>>>>

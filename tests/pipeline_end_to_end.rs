// =============================================================================
// Integration test — full ingest -> score -> store -> HTTP pipeline
// =============================================================================
//
// Drives the pipeline the way the stream consumer's poll loop does (raw JSON
// payloads through `handle_payload`), then reads the result back out through
// the same `axum` router the HTTP adapter serves in production. Webhooks are
// left disabled so the scenario stays deterministic and network-free.
// =============================================================================

use std::sync::Arc;

use axum::body::Body;
use axum::http::{Request, StatusCode};
use tower::ServiceExt;

use payment_risk_engine::alert_publisher::{AlertPublisher, LoggingAlertSink};
use payment_risk_engine::alert_summary::NoOpAlertSummaryService;
use payment_risk_engine::api;
use payment_risk_engine::app_state::AppState;
use payment_risk_engine::link_store::LinkStore;
use payment_risk_engine::recent_alerts::RecentAlertsStore;
use payment_risk_engine::risk_engine::{LevelThresholds, RiskEngine};
use payment_risk_engine::runtime_config::RuntimeConfig;
use payment_risk_engine::stream_consumer::{handle_payload, Pipeline};
use payment_risk_engine::webhook_dispatcher::{WebhookConfig, WebhookDispatcher};
use payment_risk_engine::window_aggregator::WindowAggregator;

fn build_pipeline(threshold: f64) -> Pipeline {
    Pipeline {
        aggregator: Arc::new(WindowAggregator::new(300_000, 60_000)),
        links: Arc::new(LinkStore::new()),
        risk_engine: Arc::new(RiskEngine::new(
            threshold,
            LevelThresholds {
                medium: 0.50,
                high: 0.65,
                critical: 0.85,
            },
        )),
        recent_alerts: Arc::new(RecentAlertsStore::new(100)),
        publisher: Arc::new(AlertPublisher::new("risk-alerts", Arc::new(LoggingAlertSink))),
        webhooks: Arc::new(WebhookDispatcher::new(WebhookConfig {
            enabled: false,
            max_retries: 3,
            retry_delay_ms: 1000,
            timeout_ms: 5000,
            pool_size: 10,
        })),
        summary_service: Arc::new(NoOpAlertSummaryService),
    }
}

/// Poison and malformed payloads never panic and never pollute the recent
/// alerts cache.
#[tokio::test]
async fn poison_and_malformed_payloads_are_skipped_end_to_end() {
    let pipeline = build_pipeline(0.5);

    handle_payload(None, &pipeline).await;
    handle_payload(Some(b"not json at all"), &pipeline).await;
    handle_payload(Some(b"{}"), &pipeline).await;
    handle_payload(Some(b"null"), &pipeline).await;

    assert_eq!(pipeline.recent_alerts.len(), 0);
}

/// A velocity spike driven purely by raw JSON payloads (as the Kafka poll
/// loop would hand them in) produces an alert that is then visible through
/// the read-only HTTP surface.
#[tokio::test]
async fn velocity_spike_reaches_http_recent_alerts_endpoint() {
    // VelocitySpike alone contributes 0.30; use a pipeline threshold at that
    // weight so the scenario actually emits without needing a second signal.
    let pipeline = build_pipeline(0.30);

    for i in 0..11 {
        let payload = format!(
            r#"{{"eventId":"evt-{i}","eventType":"COMPLETED","amount":"50","merchantReference":"merchant-http"}}"#
        );
        handle_payload(Some(payload.as_bytes()), &pipeline).await;
    }

    assert!(pipeline.recent_alerts.len() >= 1);

    let state = Arc::new(AppState::new(
        RuntimeConfig::default(),
        pipeline.aggregator.clone(),
        pipeline.links.clone(),
        pipeline.risk_engine.clone(),
        pipeline.recent_alerts.clone(),
        pipeline.publisher.clone(),
        pipeline.webhooks.clone(),
        pipeline.summary_service.clone(),
    ));

    let app = api::rest::router(state);
    let response = app
        .oneshot(
            Request::builder()
                .uri("/api/v1/risk/alerts?limit=10")
                .body(Body::empty())
                .unwrap(),
        )
        .await
        .unwrap();

    assert_eq!(response.status(), StatusCode::OK);
    let body = axum::body::to_bytes(response.into_body(), usize::MAX)
        .await
        .unwrap();
    let alerts: Vec<serde_json::Value> = serde_json::from_slice(&body).unwrap();
    assert!(!alerts.is_empty());
    assert!(alerts[0]["signalTypes"]
        .as_array()
        .unwrap()
        .iter()
        .any(|v| v == "VELOCITY_SPIKE"));
}

/// Events below the risk threshold never surface on the HTTP endpoint.
#[tokio::test]
async fn quiet_merchant_never_surfaces_an_alert() {
    let pipeline = build_pipeline(0.5);

    let payload = br#"{"eventId":"evt-quiet","eventType":"COMPLETED","amount":"10","merchantReference":"quiet-merchant"}"#;
    handle_payload(Some(payload), &pipeline).await;

    assert_eq!(pipeline.recent_alerts.len(), 0);
    assert!(pipeline.recent_alerts.get_recent(10).is_empty());
}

<<<<

Task to complete —
Copy out, from the data above, every line holding the word "scenario".

Answer for the task —
// left disabled so the scenario stays deterministic and network-free.
    // weight so the scenario actually emits without needing a second signal.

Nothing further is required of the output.